The work performed in this research follows a systematic and sequential methodology, including data preprocessing, feature extraction, 2 machine learning models’ training, a performance assessment on the same attack and different variants and finally, understanding feature importance and feature space. The flow of the work performed is explained below, followed by a flowchart depicted in Figure 1:

Data Acquisition: Collect CIC IDS 2017 benchmark dataset and identify the relevant subsets like DoS Hulk, DoS Goldeneye, DoS Slowloris and DoS Slowhttptest.
Data Labeling: The categorical values are labeled using label encoding.
Missing Data Decision: The data is checked for missing or null values.
Infinite Data Decision: The data is checked for infinite values.
Data Cleaning: If missing or infinite values are found in the dataset, they are deleted.
Feature Scaling: Standard scaler is used to scale the features.
Feature Selection: To extract relevant features and reduce the dimensionality of the dataset, PCA is implemented.
Model Training: ML models are trained on a dataset with 50k benign samples from Monday traffic and 50k DoS Hulk samples from Wednesday traffic. The algorithms used are RF and DNN, with 5-fold cross-validation.
Performance Evaluation: Accuracy, precision, recall, F1-score and confusion matrix are used to evaluate the performance of the system.
Cross-Variant Analysis: For cross-variant analysis of ML models, the trained models were used for testing datasets with unseen variants of DoS attacks like Goldeneye, Slowloris and Slowhttptest. Furthermore, threshold tuning is performed for each of the tests, and the one with best accuracy is chosen.
Model Generalizability Analysis: SHAP is used to understand the importance of features for each of the applied models.
Feature Space Visualization: UMAP is applied to visually depict how the feature space of different attacks is learned by the models.

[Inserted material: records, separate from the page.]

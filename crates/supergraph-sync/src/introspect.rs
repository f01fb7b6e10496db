//! Subgraph schema introspection.
//!
//! Each requested subgraph is fetched with a bounded retry. A failure is
//! recorded in its [`IntrospectionResult`] and never stops the other
//! services; deciding what a failure means for the run is the pipeline's job.

use std::path::PathBuf;
use std::sync::Arc;
use std::time::Duration;

use async_trait::async_trait;
use serde::Deserialize;
use thiserror::Error;
use tracing::{info, instrument, warn};

use crate::registry::ServiceRegistryEntry;
use crate::retry::{execute_with_retry, RetryPolicy};
use crate::tools::{run_tool, ToolError};
use crate::workspace::Workspace;

/// A single failed fetch attempt.
#[derive(Debug, Error)]
#[error("{0}")]
pub struct FetchError(pub String);

impl From<ToolError> for FetchError {
    fn from(err: ToolError) -> Self {
        Self(err.to_string())
    }
}

impl From<reqwest::Error> for FetchError {
    fn from(err: reqwest::Error) -> Self {
        Self(err.to_string())
    }
}

/// Fetches the SDL of one subgraph.
#[async_trait]
pub trait SchemaSource: Send + Sync {
    async fn fetch(&self, service: &ServiceRegistryEntry) -> Result<String, FetchError>;
}

/// Introspects through `rover subgraph introspect`.
#[derive(Debug, Clone)]
pub struct RoverIntrospector {
    timeout: Duration,
}

impl RoverIntrospector {
    pub fn new(timeout: Duration) -> Self {
        Self { timeout }
    }
}

#[async_trait]
impl SchemaSource for RoverIntrospector {
    async fn fetch(&self, service: &ServiceRegistryEntry) -> Result<String, FetchError> {
        let stdout = run_tool(
            "rover",
            &["subgraph", "introspect", service.routing_url.as_str()],
            self.timeout,
        )
        .await?;
        non_empty_sdl(String::from_utf8_lossy(&stdout).into_owned())
    }
}

/// Query every federated subgraph answers with its own SDL.
pub const SUBGRAPH_SDL_QUERY: &str = "query SubgraphIntrospectQuery { _service { sdl } }";

/// Introspects by POSTing the federation `_service` query to the routing URL.
#[derive(Debug, Clone)]
pub struct HttpIntrospector {
    client: reqwest::Client,
}

#[derive(Deserialize)]
struct SdlResponse {
    data: Option<SdlData>,
    #[serde(default)]
    errors: Vec<GraphQLError>,
}

#[derive(Deserialize)]
struct SdlData {
    #[serde(rename = "_service")]
    service: Option<SdlService>,
}

#[derive(Deserialize)]
struct SdlService {
    sdl: Option<String>,
}

#[derive(Deserialize)]
struct GraphQLError {
    message: String,
}

impl HttpIntrospector {
    pub fn new(timeout: Duration) -> Result<Self, reqwest::Error> {
        let client = reqwest::Client::builder().timeout(timeout).build()?;
        Ok(Self { client })
    }
}

#[async_trait]
impl SchemaSource for HttpIntrospector {
    async fn fetch(&self, service: &ServiceRegistryEntry) -> Result<String, FetchError> {
        let response = self
            .client
            .post(&service.routing_url)
            .json(&serde_json::json!({ "query": SUBGRAPH_SDL_QUERY }))
            .send()
            .await?
            .error_for_status()?;

        let body: SdlResponse = response.json().await?;
        if !body.errors.is_empty() {
            let messages: Vec<_> = body.errors.into_iter().map(|e| e.message).collect();
            return Err(FetchError(messages.join("; ")));
        }

        let sdl = body
            .data
            .and_then(|d| d.service)
            .and_then(|s| s.sdl)
            .ok_or_else(|| FetchError("response has no _service.sdl".to_string()))?;
        non_empty_sdl(sdl)
    }
}

fn non_empty_sdl(sdl: String) -> Result<String, FetchError> {
    if sdl.trim().is_empty() {
        Err(FetchError("introspection returned an empty schema".to_string()))
    } else {
        Ok(sdl)
    }
}

/// Outcome of introspecting one service. Never mutated once returned.
#[derive(Debug, Clone)]
pub struct IntrospectionResult {
    pub service_name: String,
    pub routing_url: String,
    pub schema_text: Option<String>,
    /// Where the schema was written inside the workspace.
    pub schema_path: Option<PathBuf>,
    pub succeeded: bool,
    pub attempts: u32,
    /// Last error seen, if the service failed.
    pub error: Option<String>,
}

/// Fetches subgraph schemas into a workspace.
#[derive(Clone)]
pub struct Introspector {
    source: Arc<dyn SchemaSource>,
    policy: RetryPolicy,
    timeout: Duration,
    parallel: bool,
}

impl Introspector {
    pub fn new(source: Arc<dyn SchemaSource>, policy: RetryPolicy, timeout: Duration) -> Self {
        Self {
            source,
            policy,
            timeout,
            parallel: false,
        }
    }

    pub fn parallel(mut self, parallel: bool) -> Self {
        self.parallel = parallel;
        self
    }

    /// Introspects one service, retrying per the policy.
    #[instrument(skip_all, fields(service = %service.name))]
    pub async fn introspect(&self, service: &ServiceRegistryEntry, workspace: &Workspace) -> IntrospectionResult {
        let outcome = execute_with_retry(self.policy, |attempt| async move {
            match tokio::time::timeout(self.timeout, self.source.fetch(service)).await {
                Ok(Ok(sdl)) => Ok(sdl),
                Ok(Err(err)) => {
                    warn!(attempt, error = %err, "introspection attempt failed");
                    Err(err)
                }
                Err(_) => {
                    warn!(attempt, timeout_secs = self.timeout.as_secs(), "introspection attempt timed out");
                    Err(FetchError(format!("timed out after {}s", self.timeout.as_secs())))
                }
            }
        })
        .await;

        let mut result = IntrospectionResult {
            service_name: service.name.clone(),
            routing_url: service.routing_url.clone(),
            schema_text: None,
            schema_path: None,
            succeeded: false,
            attempts: outcome.attempts,
            error: None,
        };

        match outcome.result {
            Ok(sdl) => match workspace.write(&schema_file_name(&service.name), sdl.as_bytes()) {
                Ok(path) => {
                    info!(attempts = outcome.attempts, path = %path.display(), "introspected");
                    result.schema_text = Some(sdl);
                    result.schema_path = Some(path);
                    result.succeeded = true;
                }
                Err(err) => {
                    warn!(error = %err, "failed to write schema");
                    result.error = Some(err.to_string());
                }
            },
            Err(err) => {
                warn!(attempts = outcome.attempts, error = %err, "giving up on service");
                result.error = Some(err.to_string());
            }
        }

        result
    }

    /// Introspects every service and returns results in input order.
    ///
    /// All services are attempted even when some fail.
    pub async fn introspect_all(
        &self,
        services: &[ServiceRegistryEntry],
        workspace: &Workspace,
    ) -> Vec<IntrospectionResult> {
        if self.parallel {
            let fetches = services.iter().map(|s| self.introspect(s, workspace));
            return futures::future::join_all(fetches).await;
        }

        let mut results = Vec::with_capacity(services.len());
        for service in services {
            results.push(self.introspect(service, workspace).await);
        }
        results
    }
}

/// Workspace file name for a service's schema.
pub fn schema_file_name(service: &str) -> String {
    format!("{}.graphql", service)
}

/// Names of the services that failed, in result order.
pub fn failed_services(results: &[IntrospectionResult]) -> Vec<String> {
    results
        .iter()
        .filter(|r| !r.succeeded)
        .map(|r| r.service_name.clone())
        .collect()
}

3.1. Dataset Overview and Preprocessing

The dataset used in this research work is CIC-IDS 2017 has realistic records representing real-world traffic) [8]. This was developed by the Canadian Institute and has around 80 features for each of the records, providing detailed insights about various types of attacks. The dataset includes both benign and cyberattack records captured during different days of the week. For this research work, we chose 50 k Benign samples from Monday traffic and 50 k DoS Hulk samples from Wednesday traffic. The number of both the target classes was kept the same to maintain balance in the training dataset. Furthermore, subsets of test datasets for generalizability analysis were also maintained: (i) test dataset1 with 10 k samples of Benign and 10 k DoS Goldeneye, (ii) test dataset2 with 5 k samples of Benign and 5 k DoS Slowloris and (iii) test dataset3 with 5 k samples of Benign and 5 k DoS Slowhttptest.

The chosen DoS attack types have distinct characteristics.

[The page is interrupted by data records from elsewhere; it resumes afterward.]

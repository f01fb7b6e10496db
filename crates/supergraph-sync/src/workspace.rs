//! Per-run scratch directory.
//!
//! A [`Workspace`] is acquired at the top of a run and released when it is
//! dropped, on success, on error and while unwinding. Release happens exactly
//! once.

use std::path::{Path, PathBuf};
use std::sync::Arc;

use tempfile::TempDir;
use tracing::{debug, warn};

use crate::diagnostic::SyncError;

/// Observer called with the workspace root right before it is deleted.
pub type ReleaseHook = Arc<dyn Fn(&Path) + Send + Sync>;

const PREFIX: &str = "supergraph-sync-";

/// Exclusively owned temporary directory for one pipeline run.
pub struct Workspace {
    root: PathBuf,
    dir: Option<TempDir>,
    release_hook: Option<ReleaseHook>,
}

impl Workspace {
    /// Creates a fresh directory under `parent`, or under the system temp dir.
    pub fn acquire(parent: Option<&Path>) -> Result<Self, SyncError> {
        let mut builder = tempfile::Builder::new();
        builder.prefix(PREFIX);

        let dir = match parent {
            Some(parent) => {
                std::fs::create_dir_all(parent)
                    .map_err(|e| SyncError::io(parent, e.to_string()))?;
                builder.tempdir_in(parent)
            }
            None => builder.tempdir(),
        }
        .map_err(|e| SyncError::Workspace {
            message: e.to_string(),
        })?;

        debug!(root = %dir.path().display(), "workspace acquired");

        Ok(Self {
            root: dir.path().to_path_buf(),
            dir: Some(dir),
            release_hook: None,
        })
    }

    pub fn with_release_hook(mut self, hook: Option<ReleaseHook>) -> Self {
        self.release_hook = hook;
        self
    }

    pub fn root(&self) -> &Path {
        &self.root
    }

    /// Path of a file directly inside the workspace.
    pub fn path_for(&self, file_name: &str) -> PathBuf {
        self.root.join(file_name)
    }

    /// Writes `contents` to `file_name` inside the workspace.
    pub fn write(&self, file_name: &str, contents: &[u8]) -> Result<PathBuf, SyncError> {
        let path = self.path_for(file_name);
        std::fs::write(&path, contents).map_err(|e| SyncError::io(&path, e.to_string()))?;
        Ok(path)
    }
}

impl Drop for Workspace {
    fn drop(&mut self) {
        let Some(dir) = self.dir.take() else {
            return;
        };

        if let Some(hook) = &self.release_hook {
            hook(dir.path());
        }

        let root = dir.path().to_path_buf();
        match dir.close() {
            Ok(()) => debug!(root = %root.display(), "workspace released"),
            Err(e) => warn!(root = %root.display(), error = %e, "failed to remove workspace"),
        }
    }
}

/// Release hook that copies every file in the workspace into `dest` before
/// the workspace is deleted.
pub fn keep_files_in(dest: PathBuf) -> ReleaseHook {
    Arc::new(move |root: &Path| {
        if let Err(e) = copy_files(root, &dest) {
            warn!(dest = %dest.display(), error = %e, "failed to keep workspace files");
        }
    })
}

fn copy_files(from: &Path, to: &Path) -> std::io::Result<()> {
    std::fs::create_dir_all(to)?;
    for entry in std::fs::read_dir(from)? {
        let entry = entry?;
        if entry.file_type()?.is_file() {
            std::fs::copy(entry.path(), to.join(entry.file_name()))?;
        }
    }
    Ok(())
}
//! Bounded retry with a fixed backoff.

use std::fmt::Display;
use std::future::Future;
use std::time::Duration;

use tracing::debug;

/// How many times to try an operation and how long to wait in between.
#[derive(Debug, Clone, Copy, PartialEq, Eq)]
pub struct RetryPolicy {
    /// Total attempts, including the first. Zero is treated as one.
    pub max_attempts: u32,
    /// Delay between two attempts. Never applied after the last one.
    pub backoff: Duration,
}

impl RetryPolicy {
    pub const fn fixed(max_attempts: u32, backoff: Duration) -> Self {
        Self {
            max_attempts,
            backoff,
        }
    }

    /// A single attempt, no waiting.
    pub const fn once() -> Self {
        Self::fixed(1, Duration::ZERO)
    }
}

impl Default for RetryPolicy {
    fn default() -> Self {
        Self::fixed(3, Duration::from_secs(2))
    }
}

/// Final result of a retried operation plus how many attempts it took.
#[derive(Debug)]
pub struct RetryOutcome<T, E> {
    pub result: Result<T, E>,
    pub attempts: u32,
}

/// Runs `op` until it succeeds or the policy's attempts are exhausted.
///
/// `op` receives the 1-based attempt number. The last error is returned when
/// every attempt fails.
pub async fn execute_with_retry<T, E, F, Fut>(policy: RetryPolicy, mut op: F) -> RetryOutcome<T, E>
where
    F: FnMut(u32) -> Fut,
    Fut: Future<Output = Result<T, E>>,
    E: Display,
{
    let max_attempts = policy.max_attempts.max(1);
    let mut attempt = 1;

    loop {
        match op(attempt).await {
            Ok(value) => {
                return RetryOutcome {
                    result: Ok(value),
                    attempts: attempt,
                }
            }
            Err(err) if attempt >= max_attempts => {
                return RetryOutcome {
                    result: Err(err),
                    attempts: attempt,
                }
            }
            Err(err) => {
                debug!(
                    attempt,
                    max_attempts,
                    backoff_ms = policy.backoff.as_millis() as u64,
                    error = %err,
                    "attempt failed, retrying"
                );
                tokio::time::sleep(policy.backoff).await;
                attempt += 1;
            }
        }
    }
}
//! Composition input.
//!
//! Builds the supergraph config the composition tool consumes:
//!
//! ```yaml
//! federation_version: =2.5.0
//! subgraphs:
//!   accounts:
//!     routing_url: http://accounts:4001/graphql
//!     schema:
//!       file: /tmp/supergraph-sync-XXXX/accounts.graphql
//! ```

use std::path::PathBuf;

use serde::ser::{SerializeMap, Serializer};
use serde::Serialize;

use crate::diagnostic::SyncError;
use crate::introspect::IntrospectionResult;
use crate::workspace::Workspace;

/// Workspace file name of the composition input.
pub const CONFIG_FILE: &str = "supergraph.yaml";

/// One subgraph in the composition input.
#[derive(Debug, Clone, PartialEq, Eq)]
pub struct SupergraphEntry {
    pub service_name: String,
    pub routing_url: String,
    pub schema_path: PathBuf,
}

/// Ordered list of subgraphs to compose.
#[derive(Debug, Clone, PartialEq, Eq, Serialize)]
pub struct SupergraphConfig {
    pub federation_version: String,
    #[serde(rename = "subgraphs", serialize_with = "serialize_subgraphs")]
    pub entries: Vec<SupergraphEntry>,
}

impl SupergraphConfig {
    /// Builds the config from introspection results, keeping their order.
    ///
    /// The caller guarantees every result succeeded; results without a schema
    /// file have nothing to contribute and are skipped.
    pub fn build(results: &[IntrospectionResult], federation_version: &str) -> Self {
        let entries = results
            .iter()
            .filter_map(|r| {
                r.schema_path.as_ref().map(|path| SupergraphEntry {
                    service_name: r.service_name.clone(),
                    routing_url: r.routing_url.clone(),
                    schema_path: path.clone(),
                })
            })
            .collect();

        Self {
            federation_version: federation_version.to_string(),
            entries,
        }
    }

    pub fn to_yaml(&self) -> Result<String, SyncError> {
        serde_yaml::to_string(self)
            .map_err(|e| SyncError::config(format!("failed to render supergraph config: {}", e)))
    }

    /// Writes the config into the workspace and returns its path.
    pub fn write(&self, workspace: &Workspace) -> Result<PathBuf, SyncError> {
        let yaml = self.to_yaml()?;
        workspace.write(CONFIG_FILE, yaml.as_bytes())
    }
}

#[derive(Serialize)]
struct SubgraphYaml<'a> {
    routing_url: &'a str,
    schema: SchemaFileYaml,
}

#[derive(Serialize)]
struct SchemaFileYaml {
    file: String,
}

// A map serialized entry by entry keeps insertion order, which keeps the
// composed output stable across runs with the same inputs.
fn serialize_subgraphs<S>(entries: &[SupergraphEntry], serializer: S) -> Result<S::Ok, S::Error>
where
    S: Serializer,
{
    let mut map = serializer.serialize_map(Some(entries.len()))?;
    for entry in entries {
        map.serialize_entry(
            &entry.service_name,
            &SubgraphYaml {
                routing_url: &entry.routing_url,
                schema: SchemaFileYaml {
                    file: entry.schema_path.display().to_string(),
                },
            },
        )?;
    }
    map.end()
}
//! Supergraph composition.
//!
//! Composition itself belongs to the external tool. The pipeline hands it the
//! config file and takes back either the supergraph or the tool's diagnostic,
//! untouched.

use std::path::Path;
use std::time::Duration;

use async_trait::async_trait;
use thiserror::Error;

use crate::supergraph::SupergraphConfig;
use crate::tools::{run_tool, ToolError};

/// Composition was rejected; `diagnostic` is the tool's own output.
#[derive(Debug, Error)]
#[error("{diagnostic}")]
pub struct CompositionError {
    pub diagnostic: String,
}

impl From<ToolError> for CompositionError {
    fn from(err: ToolError) -> Self {
        let diagnostic = match err {
            ToolError::Failed { stderr, .. } if !stderr.trim().is_empty() => stderr,
            other => other.to_string(),
        };
        Self { diagnostic }
    }
}

/// Turns a supergraph config into one composed schema document.
#[async_trait]
pub trait Composer: Send + Sync {
    /// `config_path` is `config` already written to disk.
    async fn compose(
        &self,
        config: &SupergraphConfig,
        config_path: &Path,
    ) -> Result<Vec<u8>, CompositionError>;
}

/// Composes with `rover supergraph compose`.
#[derive(Debug, Clone)]
pub struct RoverComposer {
    timeout: Duration,
}

impl RoverComposer {
    pub fn new(timeout: Duration) -> Self {
        Self { timeout }
    }

    fn args(config_path: &Path) -> Vec<String> {
        vec![
            "supergraph".to_string(),
            "compose".to_string(),
            "--config".to_string(),
            config_path.display().to_string(),
            "--elv2-license".to_string(),
            "accept".to_string(),
        ]
    }
}

#[async_trait]
impl Composer for RoverComposer {
    async fn compose(
        &self,
        _config: &SupergraphConfig,
        config_path: &Path,
    ) -> Result<Vec<u8>, CompositionError> {
        let supergraph = run_tool("rover", &Self::args(config_path), self.timeout).await?;
        if supergraph.iter().all(u8::is_ascii_whitespace) {
            return Err(CompositionError {
                diagnostic: "composition produced an empty supergraph".to_string(),
            });
        }
        Ok(supergraph)
    }
}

DoS Hulk: It is a type of attack that generates huge volume of HTTP requests to consume all the server resources. It can be identified by heavy traffic bursts and connection requests.

DoS Goldeneye: It is a type of attack that sends slow and randomized HTTP requests to the server and aims to keep the connection live for longer, gradually consuming all the server resources, making its detection difficult.

DoS Slowloris: It is a low-bandwidth attack that sends partial HTTP requests to the application layer to keep the connection live, exploiting server connection handling.

DoS Slowhttptest: This attack is similar to Slowloris. It sends HTTP requests at slow and controlled rates, targeting server timeout mechanisms and eventually consuming resources for a longer time.

The datasets were preprocessed before training the ML models. The first step during the preprocessing was to check for null and infinite values; there were some infinite values which were first replaced by Nan and then removed. Then, the StandardScaler was applied for feature scaling. The class distribution after the preprocessing phase is depicted in Figure 2 below:

Furthermore, to reduce the dimensionality of the dataset, PCA was applied. Figure 3 below depicts the cumulative explained variance plot, in which 95% of the variance can be maintained by using just 19 initial components. This will reduce the feature space, while retaining essential characteristics and variance. This approach ensures maximum preservation of the information from the dataset while reducing dimensionality. In our experimentation, PCA was explicitly applied to the training dataset and later applied to transform both training and testing data to avoid data leakage.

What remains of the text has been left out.